Sashi tahu Lingga andal dalam berciuman. Dia sendiri sudah membuktikannya, tempo hari di Ruang Kosong. Ciuman yang tidak akan pernah dia lupakan dalam hidupnya.
Tapi kali ini Sashi merasakan hal yang berbeda. Bukan hati-hati, jauh lebih tenang, jauh lebih lembut. Lingga seolah ingin Sashi merasakan segalanya, setiap setiap bersamanya, setiap jengkal sentuhan bibirnya di sana.

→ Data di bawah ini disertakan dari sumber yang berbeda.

//! Doctor field rules

use clinicdesk_domain::constants::{
    DOCTOR_LOGIN_MAX_LEN, DOCTOR_NAME_MAX_LEN, DOCTOR_PASSWORD_MIN_LEN,
};
use clinicdesk_domain::{Doctor, Result};

use crate::utils::validation::{char_len, ensure, is_blank};

pub fn validate_doctor(doctor: &Doctor) -> Result<()> {
    ensure(!is_blank(&doctor.name), "doctor name is required")?;
    ensure(char_len(&doctor.name) <= DOCTOR_NAME_MAX_LEN, "doctor name is too long")?;

    ensure(!is_blank(&doctor.login), "doctor login is required")?;
    ensure(char_len(&doctor.login) <= DOCTOR_LOGIN_MAX_LEN, "doctor login is too long")?;

    ensure(!is_blank(&doctor.password), "doctor password is required")?;
    ensure(
        char_len(&doctor.password) >= DOCTOR_PASSWORD_MIN_LEN,
        "doctor password is too short",
    )?;

    Ok(())
}
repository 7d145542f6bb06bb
//! Domain types and models

pub mod appointment;
pub mod doctor;
pub mod patient;
pub mod service;
pub mod stats;

pub use appointment::{Appointment, AppointmentStatus};
pub use doctor::Doctor;
pub use patient::Patient;
pub use service::Service;
pub use stats::{DashboardStats, DayIncome, FinanceReport, WeekIncome};
//! Configuration loader
//!
//! Loads application configuration from environment variables or files.
//!
//! ## Loading Strategy
//! 1. First, attempts to load from environment variables
//! 2. If `CLINICDESK_DB_BACKEND` is unset, falls back to loading from file
//! 3. Probes multiple paths for config files
//! 4. Supports JSON and TOML formats
//!
//! ## Environment Variables
//! - `CLINICDESK_DB_BACKEND`: `memory` or `sqlite` (required)
//! - `CLINICDESK_DB_PATH`: SQLite file path
//! - `CLINICDESK_DB_POOL_SIZE`: Connection pool size
//! - `CLINICDESK_HOST` / `CLINICDESK_PORT`: HTTP listener
//! - `CLINICDESK_LOG_LEVEL`: Default log filter when `RUST_LOG` is unset
//! - `CLINICDESK_LOG_JSON`: Emit JSON log lines (true/false)
//! - `CLINICDESK_SEED_DEMO_DATA`: Load demo records at start-up (true/false)
//!
//! ## File Locations
//! The loader probes `./clinicdesk.{json,toml}` and `./config.{json,toml}`
//! in the working directory and its parent, then the same names next to the
//! executable.

use std::path::{Path, PathBuf};
use std::str::FromStr;

use clinicdesk_domain::{
    ClinicError, Config, DatabaseConfig, LoggingConfig, Result, ServerConfig, StorageBackend,
};

const CONFIG_FILE_NAMES: [&str; 4] =
    ["clinicdesk.json", "clinicdesk.toml", "config.json", "config.toml"];

/// Load configuration with automatic fallback strategy
///
/// # Errors
/// Returns `ClinicError::Config` if neither the environment nor any config
/// file yields a configuration, or if a value fails to parse.
pub fn load() -> Result<Config> {
    match load_from_env() {
        Ok(config) => {
            tracing::info!("Configuration loaded from environment variables");
            Ok(config)
        }
        Err(e) => {
            tracing::debug!(error = ?e, "Failed to load from environment, trying file");
            load_from_file(None)
        }
    }
}

/// Load configuration from environment variables
///
/// Only `CLINICDESK_DB_BACKEND` is required; every other variable falls back
/// to the default of its section.
///
/// # Errors
/// Returns `ClinicError::Config` if the backend variable is missing or any
/// variable has an invalid value.
pub fn load_from_env() -> Result<Config> {
    let backend =
        parse_var::<StorageBackend>(&env_var("CLINICDESK_DB_BACKEND")?, "storage backend")?;

    let database_defaults = DatabaseConfig::default();
    let database = DatabaseConfig {
        backend,
        path: std::env::var("CLINICDESK_DB_PATH").unwrap_or(database_defaults.path),
        pool_size: optional_var("CLINICDESK_DB_POOL_SIZE", "pool size")?
            .unwrap_or(database_defaults.pool_size),
    };

    let server_defaults = ServerConfig::default();
    let server = ServerConfig {
        host: std::env::var("CLINICDESK_HOST").unwrap_or(server_defaults.host),
        port: optional_var("CLINICDESK_PORT", "port")?.unwrap_or(server_defaults.port),
    };

    let logging_defaults = LoggingConfig::default();
    let logging = LoggingConfig {
        level: std::env::var("CLINICDESK_LOG_LEVEL").unwrap_or(logging_defaults.level),
        json: env_bool("CLINICDESK_LOG_JSON", logging_defaults.json),
    };

    Ok(Config {
        server,
        database,
        logging,
        seed_demo_data: env_bool("CLINICDESK_SEED_DEMO_DATA", false),
    })
}

/// Load configuration from a file
///
/// If `path` is `None`, probes the standard locations (see
/// [`probe_config_paths`]). Format is chosen by extension.
///
/// # Errors
/// Returns `ClinicError::Config` if the file is missing, unreadable or
/// malformed.
pub fn load_from_file(path: Option<PathBuf>) -> Result<Config> {
    let config_path = match path {
        Some(p) => {
            if !p.exists() {
                return Err(ClinicError::Config(format!("Config file not found: {}", p.display())));
            }
            p
        }
        None => probe_config_paths().ok_or_else(|| {
            ClinicError::Config("No config file found in any of the standard locations".to_string())
        })?,
    };

    tracing::info!(path = %config_path.display(), "Loading configuration from file");

    let contents = std::fs::read_to_string(&config_path)
        .map_err(|e| ClinicError::Config(format!("Failed to read config file: {e}")))?;

    parse_config(&contents, &config_path)
}

fn parse_config(contents: &str, path: &Path) -> Result<Config> {
    let extension = path.extension().and_then(|e| e.to_str()).unwrap_or("json");

    match extension {
        "toml" => toml::from_str(contents)
            .map_err(|e| ClinicError::Config(format!("Invalid TOML format: {e}"))),
        "json" => serde_json::from_str(contents)
            .map_err(|e| ClinicError::Config(format!("Invalid JSON format: {e}"))),
        _ => Err(ClinicError::Config(format!("Unsupported config format: {extension}"))),
    }
}

/// Probe standard locations for a configuration file
///
/// Returns the first existing candidate, or `None`.
pub fn probe_config_paths() -> Option<PathBuf> {
    let mut dirs = Vec::new();

    if let Ok(cwd) = std::env::current_dir() {
        dirs.push(cwd.clone());
        dirs.push(cwd.join(".."));
    }

    if let Ok(exe_path) = std::env::current_exe() {
        if let Some(exe_dir) = exe_path.parent() {
            dirs.push(exe_dir.to_path_buf());
        }
    }

    dirs.iter()
        .flat_map(|dir| CONFIG_FILE_NAMES.iter().map(move |name| dir.join(name)))
        .find(|path| path.exists())
}

fn env_var(key: &str) -> Result<String> {
    std::env::var(key)
        .map_err(|_| ClinicError::Config(format!("Missing required environment variable: {key}")))
}

fn optional_var<T>(key: &str, what: &str) -> Result<Option<T>>
where
    T: FromStr,
    T::Err: std::fmt::Display,
{
    std::env::var(key).ok().map(|raw| parse_var(&raw, what)).transpose()
}

fn parse_var<T>(raw: &str, what: &str) -> Result<T>
where
    T: FromStr,
    T::Err: std::fmt::Display,
{
    raw.trim().parse::<T>().map_err(|e| ClinicError::Config(format!("Invalid {what}: {e}")))
}

/// Accepts `1`/`0`, `true`/`false`, `yes`/`no`, `on`/`off` (case-insensitive)
fn env_bool(key: &str, default: bool) -> bool {
    std::env::var(key)
        .ok()
        .map(|s| matches!(s.to_ascii_lowercase().as_str(), "1" | "true" | "yes" | "on"))
        .unwrap_or(default)
}

#[cfg(test)]
mod tests {
    use std::io::Write;
    use std::sync::Mutex;

    use once_cell::sync::Lazy;
    use tempfile::NamedTempFile;

    use super::*;

    static ENV_LOCK: Lazy<Mutex<()>> = Lazy::new(|| Mutex::new(()));

    const ALL_VARS: [&str; 8] = [
        "CLINICDESK_DB_BACKEND",
        "CLINICDESK_DB_PATH",
        "CLINICDESK_DB_POOL_SIZE",
        "CLINICDESK_HOST",
        "CLINICDESK_PORT",
        "CLINICDESK_LOG_LEVEL",
        "CLINICDESK_LOG_JSON",
        "CLINICDESK_SEED_DEMO_DATA",
    ];

    fn clear_env() {
        for key in ALL_VARS {
            std::env::remove_var(key);
        }
    }

    fn write_temp(contents: &str, extension: &str) -> PathBuf {
        let mut temp_file = NamedTempFile::new().unwrap();
        temp_file.write_all(contents.as_bytes()).unwrap();
        let path = temp_file.path().with_extension(extension);
        std::fs::copy(temp_file.path(), &path).unwrap();
        path
    }

    #[test]
    fn test_env_bool_parsing() {
        let _guard = ENV_LOCK.lock().expect("env mutex poisoned");

        let truthy =
            [("CD_TEST_BOOL_1", "1"), ("CD_TEST_BOOL_YES", "YES"), ("CD_TEST_BOOL_ON", "on")];
        for (key, value) in truthy {
            std::env::set_var(key, value);
            assert!(env_bool(key, false), "{value} should be true");
            std::env::remove_var(key);
        }

        let falsy =
            [("CD_TEST_BOOL_0", "0"), ("CD_TEST_BOOL_NO", "no"), ("CD_TEST_BOOL_OFF", "off")];
        for (key, value) in falsy {
            std::env::set_var(key, value);
            assert!(!env_bool(key, true), "{value} should be false");
            std::env::remove_var(key);
        }

        std::env::remove_var("CD_TEST_BOOL_MISSING");
        assert!(env_bool("CD_TEST_BOOL_MISSING", true));
        assert!(!env_bool("CD_TEST_BOOL_MISSING", false));
    }

    #[test]
    fn test_load_from_env_all_vars_set() {
        let _guard = ENV_LOCK.lock().expect("env mutex poisoned");
        clear_env();

        std::env::set_var("CLINICDESK_DB_BACKEND", "sqlite");
        std::env::set_var("CLINICDESK_DB_PATH", "/tmp/clinic.db");
        std::env::set_var("CLINICDESK_DB_POOL_SIZE", "8");
        std::env::set_var("CLINICDESK_HOST", "127.0.0.1");
        std::env::set_var("CLINICDESK_PORT", "3000");
        std::env::set_var("CLINICDESK_LOG_LEVEL", "debug");
        std::env::set_var("CLINICDESK_LOG_JSON", "true");
        std::env::set_var("CLINICDESK_SEED_DEMO_DATA", "yes");

        let result = load_from_env();
        clear_env();

        let config = result.expect("config from env");
        assert_eq!(config.database.backend, StorageBackend::Sqlite);
        assert_eq!(config.database.path, "/tmp/clinic.db");
        assert_eq!(config.database.pool_size, 8);
        assert_eq!(config.server.bind_address(), "127.0.0.1:3000");
        assert_eq!(config.logging.level, "debug");
        assert!(config.logging.json);
        assert!(config.seed_demo_data);
    }

    #[test]
    fn test_load_from_env_uses_defaults_for_optional_vars() {
        let _guard = ENV_LOCK.lock().expect("env mutex poisoned");
        clear_env();

        std::env::set_var("CLINICDESK_DB_BACKEND", "memory");
        let result = load_from_env();
        clear_env();

        let config = result.expect("config from env");
        assert_eq!(config.database.backend, StorageBackend::Memory);
        assert_eq!(config.server, ServerConfig::default());
        assert_eq!(config.logging, LoggingConfig::default());
        assert!(!config.seed_demo_data);
    }

    #[test]
    fn test_load_from_env_missing_backend() {
        let _guard = ENV_LOCK.lock().expect("env mutex poisoned");
        clear_env();

        let err = load_from_env().unwrap_err();
        assert!(matches!(err, ClinicError::Config(_)), "Should be a Config error");
    }

    #[test]
    fn test_load_from_env_invalid_values() {
        let _guard = ENV_LOCK.lock().expect("env mutex poisoned");
        clear_env();

        std::env::set_var("CLINICDESK_DB_BACKEND", "postgres");
        assert!(matches!(load_from_env(), Err(ClinicError::Config(_))));

        std::env::set_var("CLINICDESK_DB_BACKEND", "sqlite");
        std::env::set_var("CLINICDESK_PORT", "not-a-port");
        let result = load_from_env();
        clear_env();

        let err = result.unwrap_err();
        assert!(err.message().contains("Invalid port"), "unexpected: {err}");
    }

    #[test]
    fn test_load_from_file_json() {
        let path = write_temp(
            r#"{
                "server": { "port": 9090 },
                "database": { "backend": "sqlite", "path": "test.db", "pool_size": 2 },
                "seed_demo_data": true
            }"#,
            "json",
        );

        let config = load_from_file(Some(path.clone())).expect("config from JSON");
        assert_eq!(config.server.port, 9090);
        assert_eq!(config.server.host, "0.0.0.0");
        assert_eq!(config.database.backend, StorageBackend::Sqlite);
        assert_eq!(config.database.pool_size, 2);
        assert!(config.seed_demo_data);

        std::fs::remove_file(path).ok();
    }

    #[test]
    fn test_load_from_file_toml() {
        let path = write_temp(
            r#"
[database]
backend = "memory"

[logging]
level = "warn"
json = true
"#,
            "toml",
        );

        let config = load_from_file(Some(path.clone())).expect("config from TOML");
        assert_eq!(config.database.backend, StorageBackend::Memory);
        assert_eq!(config.logging.level, "warn");
        assert!(config.logging.json);

        std::fs::remove_file(path).ok();
    }

    #[test]
    fn test_load_from_file_not_found() {
        let err = load_from_file(Some(PathBuf::from("/nonexistent/clinicdesk.json"))).unwrap_err();
        assert!(matches!(err, ClinicError::Config(_)));
    }

    #[test]
    fn test_load_from_file_invalid_json() {
        let path = write_temp(r#"{ "database": "#, "json");

        let result = load_from_file(Some(path.clone()));
        assert!(matches!(result, Err(ClinicError::Config(_))));

        std::fs::remove_file(path).ok();
    }

    #[test]
    fn test_parse_config_unsupported_format() {
        let result = parse_config("backend: sqlite", &PathBuf::from("clinicdesk.yaml"));
        assert!(result.is_err(), "Should fail with unsupported format");
    }
}
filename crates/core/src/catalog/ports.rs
//! Port interfaces for the service catalog

use async_trait::async_trait;
use clinicdesk_domain::{Result, Service};

/// Trait for catalog persistence and retrieval
#[async_trait]
pub trait ServiceStore: Send + Sync {
    /// Get a service by ID, failing with `NotFound` when absent
    async fn get(&self, id: i64) -> Result<Service>;
    async fn get_all(&self) -> Result<Vec<Service>>;
    async fn create(&self, service: Service) -> Result<Service>;
    async fn update(&self, service: Service) -> Result<Service>;
    async fn delete(&self, id: i64) -> Result<()>;

    /// Exact category match
    async fn get_by_category(&self, category: &str) -> Result<Vec<Service>>;

    /// Case-insensitive substring search over name, category and description
    async fn search(&self, query: &str) -> Result<Vec<Service>>;
}
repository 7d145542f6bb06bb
//! Configuration loading and management
//!
//! This module provides utilities for loading application configuration
//! from environment variables and files.

pub mod loader;

// Re-export commonly used items
pub use loader::{load, load_from_env, load_from_file, probe_config_paths};
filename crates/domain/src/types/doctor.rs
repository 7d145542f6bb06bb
//! Doctor accounts

use chrono::{DateTime, Utc};
use serde::{Deserialize, Serialize};

/// Doctor account
///
/// `password` holds the plaintext on the way in and the credential hash once
/// persisted. It is never serialised when empty, and authentication clears it
/// before returning the record.
#[derive(Clone, Default, PartialEq, Eq, Serialize, Deserialize)]
#[serde(default)]
pub struct Doctor {
    pub id: i64,
    pub name: String,
    pub email: Option<String>,
    pub login: String,
    #[serde(skip_serializing_if = "String::is_empty")]
    pub password: String,
    #[serde(rename = "isAdmin", alias = "is_admin")]
    pub is_admin: bool,
    pub created_at: Option<DateTime<Utc>>,
    pub updated_at: Option<DateTime<Utc>>,
}

impl Doctor {
    pub fn new(
        name: impl Into<String>,
        login: impl Into<String>,
        password: impl Into<String>,
    ) -> Self {
        Self {
            name: name.into(),
            login: login.into(),
            password: password.into(),
            ..Self::default()
        }
    }

    /// Copy of the record safe to hand back to callers.
    pub fn without_password(mut self) -> Self {
        self.password.clear();
        self
    }
}

impl std::fmt::Debug for Doctor {
    fn fmt(&self, f: &mut std::fmt::Formatter<'_>) -> std::fmt::Result {
        f.debug_struct("Doctor")
            .field("id", &self.id)
            .field("name", &self.name)
            .field("email", &self.email)
            .field("login", &self.login)
            .field("password", &"[REDACTED]")
            .field("is_admin", &self.is_admin)
            .field("created_at", &self.created_at)
            .field("updated_at", &self.updated_at)
            .finish()
    }
}

#[cfg(test)]
mod tests {
    use super::*;

    #[test]
    fn password_is_not_serialized_once_cleared() {
        let doctor = Doctor::new("Dr. Smith", "smith", "secret").without_password();
        let json = serde_json::to_value(&doctor).unwrap();
        assert!(json.get("password").is_none());
        assert_eq!(json["isAdmin"], false);
    }

    #[test]
    fn debug_redacts_password() {
        let doctor = Doctor::new("Dr. Smith", "smith", "secret");
        assert!(!format!("{doctor:?}").contains("secret"));
    }
}
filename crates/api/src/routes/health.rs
//! `GET /health`

use axum::extract::State;
use axum::http::StatusCode;
use axum::Json;

use super::AppState;
use crate::utils::health::HealthStatus;

/// 200 when storage answers, 503 otherwise; the body is the full status.
pub async fn check(State(ctx): State<AppState>) -> (StatusCode, Json<HealthStatus>) {
    let status = ctx.health_check().await;
    let code = if status.is_healthy { StatusCode::OK } else { StatusCode::SERVICE_UNAVAILABLE };
    (code, Json(status))
}
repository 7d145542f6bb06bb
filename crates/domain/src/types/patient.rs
//! Patient records

use chrono::{DateTime, NaiveDate, Utc};
use serde::{Deserialize, Serialize};

/// Patient record
///
/// `phone` and `national_id` are unique among active patients when present.
#[derive(Debug, Clone, Default, PartialEq, Serialize, Deserialize)]
#[serde(default)]
pub struct Patient {
    /// Assigned by the store on create; `0` until then.
    pub id: i64,
    pub name: String,
    pub phone: Option<String>,
    /// Exactly 12 characters when present.
    pub national_id: Option<String>,
    pub email: Option<String>,
    pub birth_date: Option<NaiveDate>,
    pub address: Option<String>,
    pub notes: Option<String>,
    pub created_at: Option<DateTime<Utc>>,
    pub updated_at: Option<DateTime<Utc>>,
}

impl Patient {
    pub fn new(name: impl Into<String>) -> Self {
        Self { name: name.into(), ..Self::default() }
    }

    pub fn with_phone(mut self, phone: impl Into<String>) -> Self {
        self.phone = Some(phone.into());
        self
    }

    pub fn with_national_id(mut self, national_id: impl Into<String>) -> Self {
        self.national_id = Some(national_id.into());
        self
    }

    pub fn with_email(mut self, email: impl Into<String>) -> Self {
        self.email = Some(email.into());
        self
    }

    /// Phone number, treating an empty string as absent.
    pub fn phone(&self) -> Option<&str> {
        non_empty(self.phone.as_deref())
    }

    /// National ID, treating an empty string as absent.
    pub fn national_id(&self) -> Option<&str> {
        non_empty(self.national_id.as_deref())
    }

    pub fn email(&self) -> Option<&str> {
        non_empty(self.email.as_deref())
    }
}

pub(crate) fn non_empty(value: Option<&str>) -> Option<&str> {
    value.filter(|v| !v.is_empty())
}
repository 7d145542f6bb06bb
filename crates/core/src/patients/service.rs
//! Patient management service - core business logic

use std::sync::Arc;

use chrono::Utc;
use clinicdesk_domain::{ClinicError, Patient, Result};
use tracing::{debug, info, warn};

use super::ports::PatientStore;
use super::validation::validate_patient;
use crate::utils::validation::{ensure_valid_id, is_blank};

/// Patient management service
///
/// Enforces field rules and phone / national-ID uniqueness among active
/// patients before delegating to the store.
pub struct PatientService {
    store: Arc<dyn PatientStore>,
}

impl PatientService {
    /// Create a new patient service
    pub fn new(store: Arc<dyn PatientStore>) -> Self {
        Self { store }
    }

    pub async fn get_patient(&self, id: i64) -> Result<Patient> {
        ensure_valid_id(id, "patient")?;
        self.store.get(id).await
    }

    pub async fn get_all_patients(&self) -> Result<Vec<Patient>> {
        self.store.get_all().await
    }

    /// Validate, check uniqueness, stamp timestamps and persist
    pub async fn create_patient(&self, mut patient: Patient) -> Result<Patient> {
        self.validate_patient(&patient)?;
        self.ensure_unique(&patient, None).await?;

        let now = Utc::now();
        patient.created_at = Some(now);
        patient.updated_at = Some(now);

        let created = self.store.create(patient).await?;
        info!(patient_id = created.id, "patient created");
        Ok(created)
    }

    /// Same rules as create; a duplicate only counts when it is another patient
    pub async fn update_patient(&self, mut patient: Patient) -> Result<Patient> {
        self.validate_patient(&patient)?;
        self.ensure_unique(&patient, Some(patient.id)).await?;

        patient.updated_at = Some(Utc::now());

        let updated = self.store.update(patient).await?;
        info!(patient_id = updated.id, "patient updated");
        Ok(updated)
    }

    pub async fn delete_patient(&self, id: i64) -> Result<()> {
        ensure_valid_id(id, "patient")?;
        self.store.delete(id).await?;
        info!(patient_id = id, "patient deleted");
        Ok(())
    }

    /// Blank queries return every patient
    pub async fn search_patients(&self, query: &str) -> Result<Vec<Patient>> {
        if is_blank(query) {
            return self.store.get_all().await;
        }
        debug!(query_len = query.len(), "searching patients");
        self.store.search(query.trim()).await
    }

    pub fn validate_patient(&self, patient: &Patient) -> Result<()> {
        validate_patient(patient)
    }

    /// Lookup failures propagate; they are never read as "no duplicate".
    async fn ensure_unique(&self, patient: &Patient, current_id: Option<i64>) -> Result<()> {
        if let Some(national_id) = patient.national_id() {
            if let Some(existing) = self.store.get_by_national_id(national_id).await? {
                if Some(existing.id) != current_id {
                    warn!(existing_id = existing.id, "rejected duplicate national ID");
                    return Err(ClinicError::conflict("duplicate national ID"));
                }
            }
        }

        if let Some(phone) = patient.phone() {
            if let Some(existing) = self.store.get_by_phone(phone).await? {
                if Some(existing.id) != current_id {
                    warn!(existing_id = existing.id, "rejected duplicate phone");
                    return Err(ClinicError::conflict("duplicate phone"));
                }
            }
        }

        Ok(())
    }
}
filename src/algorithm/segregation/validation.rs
//! Record validation
//!
//! Keeps the high-school rows whose cells are usable for a comparison mode.
//! Rows with a marker in any required cell are dropped; a required cell that
//! is neither a marker nor a non-negative integer aborts the run.

use log::debug;

use crate::error::{Result, SegregationError};
use crate::models::{
    CellParse, ComparisonMode, CountCell, DemographicCategory, RawSchoolRow, SchoolRecord,
};
use crate::models::school::HIGH_SCHOOL_LEVEL;

/// Why a raw row was left out
#[derive(Debug, Clone, Copy, PartialEq, Eq)]
pub enum Exclusion {
    /// School level is not "High"
    NotHighSchool,
    /// District identifier is a marker or empty
    MissingDistrictId,
    /// A required count cell holds a marker
    MarkerCount(DemographicCategory),
}

/// Validated records plus exclusion counts
#[derive(Debug, Clone, Default)]
pub struct ValidationReport {
    /// Records that passed, in input order
    pub records: Vec<SchoolRecord>,
    /// Rows that were not high schools
    pub not_high_school: usize,
    /// High-school rows without a usable district identifier
    pub missing_district_id: usize,
    /// High-school rows with a marker in a required count
    pub marker_excluded: usize,
}

impl ValidationReport {
    /// Total number of rows seen
    #[must_use]
    pub fn rows_seen(&self) -> usize {
        self.records.len() + self.excluded()
    }

    /// Number of rows dropped for any reason
    #[must_use]
    pub fn excluded(&self) -> usize {
        self.not_high_school + self.missing_district_id + self.marker_excluded
    }

    fn record_exclusion(&mut self, exclusion: Exclusion) {
        match exclusion {
            Exclusion::NotHighSchool => self.not_high_school += 1,
            Exclusion::MissingDistrictId => self.missing_district_id += 1,
            Exclusion::MarkerCount(_) => self.marker_excluded += 1,
        }
    }
}

/// Filter raw rows down to the records usable for `mode`
///
/// # Errors
/// Returns [`SegregationError::DataIntegrity`] for the first required cell
/// that cannot be parsed as a count.
pub fn validate_records(rows: &[RawSchoolRow], mode: ComparisonMode) -> Result<Vec<SchoolRecord>> {
    validate_records_with_report(rows, mode).map(|report| report.records)
}

/// Like [`validate_records`], also counting why rows were dropped
pub fn validate_records_with_report(
    rows: &[RawSchoolRow],
    mode: ComparisonMode,
) -> Result<ValidationReport> {
    let required = mode.required_categories();
    let mut report = ValidationReport::default();

    for (index, row) in rows.iter().enumerate() {
        match validate_row(index + 1, row, &required)? {
            Ok(record) => report.records.push(record),
            Err(exclusion) => {
                debug!("Row {} excluded: {exclusion:?}", index + 1);
                report.record_exclusion(exclusion);
            }
        }
    }

    Ok(report)
}

/// Validate a single row against the required categories
///
/// The outer `Result` carries fatal data errors, the inner one the
/// keep/exclude decision.
pub fn validate_row(
    row_number: usize,
    row: &RawSchoolRow,
    required: &[DemographicCategory],
) -> Result<std::result::Result<SchoolRecord, Exclusion>> {
    if row.school_level.trim() != HIGH_SCHOOL_LEVEL {
        return Ok(Err(Exclusion::NotHighSchool));
    }

    if row.district_id.trim().is_empty() || CountCell::marker(&row.district_id).is_some() {
        return Ok(Err(Exclusion::MissingDistrictId));
    }

    // Markers exclude the row before any parsing is attempted
    if let Some(category) = required
        .iter()
        .copied()
        .find(|c| CountCell::marker(row.raw_count(*c)).is_some())
    {
        return Ok(Err(Exclusion::MarkerCount(category)));
    }

    let mut record = SchoolRecord::new(
        row.district_id.trim(),
        row.district_name.trim(),
        row.state_name.trim(),
    );

    for category in DemographicCategory::ALL {
        let raw = row.raw_count(category);
        let cell = if required.contains(&category) {
            match CountCell::parse(raw) {
                CellParse::Cell(cell) => cell,
                CellParse::Malformed => {
                    return Err(SegregationError::DataIntegrity {
                        row: row_number,
                        column: category.label().to_string(),
                        value: raw.to_string(),
                    });
                }
            }
        } else {
            CountCell::parse_lenient(raw)
        };
        record = record.with_cell(category, cell);
    }

    Ok(Ok(record))
}
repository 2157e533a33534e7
//! Logging utilities for output and progress tracking

pub mod log;
pub mod progress;

// Re-export commonly used functions for convenience
pub use self::log::{log_operation_start, log_rows_read, log_rows_written, log_warning};
pub use progress::{create_spinner, finish_and_clear};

Penuh cinta. Penuh rasa sayang.
Ciuman Lingga seolah menggambarkan seluruh perasaannya. Membuat Sashi semakin enggan untuk menyudahi.
Mereka berciuman. Lama. Keduanya seolah berhenti menghitung waktu yang tak pernah berhenti berputar.
Jika saat ini Sashi memulai lebih dulu, maka nanti Lingga yang akan bergerak lebih dulu. Di atas pangkuan Lingga, Sashi dibawa terbang berkali-kali ke tempat yang sebelumnya tak pernah dia kunjungi. Tempat indah yang tak ingin dia jauhi.
Mereka berciuman. Lalu saling menatap dengan napas putus-putus sebelum terkekeh. Lalu berpelukan. Lali berciuman lagi. Lalu terkekeh lagi. Lalu berpelukan lagi. Lalu berciuman lagi. Begitu terus untuk waktu yang cukup lama. Seolah tak ada hari esok. Seolah mereka melakukannya di tempat yang tak bisa orang lain tahu. Seolah dunia hanya milik mereka berdua. Seolah tak ada perasaan lain selain cinta.
Tak peduli bibir kebas. Tak peduli lipstik yang berantakan. Tak peduli orang yang melewati mobil bisa memerangi mereka. Tak peduli pada kaki yang mulai kram. Mereka hanya terus saling memadu kasih tanpa mempedulikan apa pun.
"Lo nggak pakai bra?" tanya Lingga saat tangannya meraba punggung Sashi.
"Pakai!" desis perempuan itu. Meraih tangan Lingga dan menaruhnya tepat di dadanya dengan begitu enteng tanpa pikir panjang. "Ada yang namanya seamless bra kalau lo mau tahu."
Lingga berjengit sedikit sebelum tangan itu merasa halus dan menekan lembut. Sial! Padahal sejak tadi susah payah dia menahan diri untuk tidak meraba apa pun selain punggung dan rambut. "Tebel, ya," ucapnya. "Pakai busa tambahan?"
Seketika tangan Lingga ditepis kasar oleh Sashi, wajahnya berubah tak bersahabat. "Sembarangan kalau ngomong! Tunggu sampai lo lihat bentuknya, punya gue tuh …." Sashi langsung menghentikan ucapannya ketika merasa agaknya salah mengatakan hal itu saat ini.
Lingga menyelipkan helai rambut pink Sashi ke belakang telinga, membingkai rahang itu sebelum menariknya untuk kembali menciumnya. Dan sebelum bibir mereka kembali berpagut, Lingga berbisik pelan, "Gue nggak sabar buat lihat."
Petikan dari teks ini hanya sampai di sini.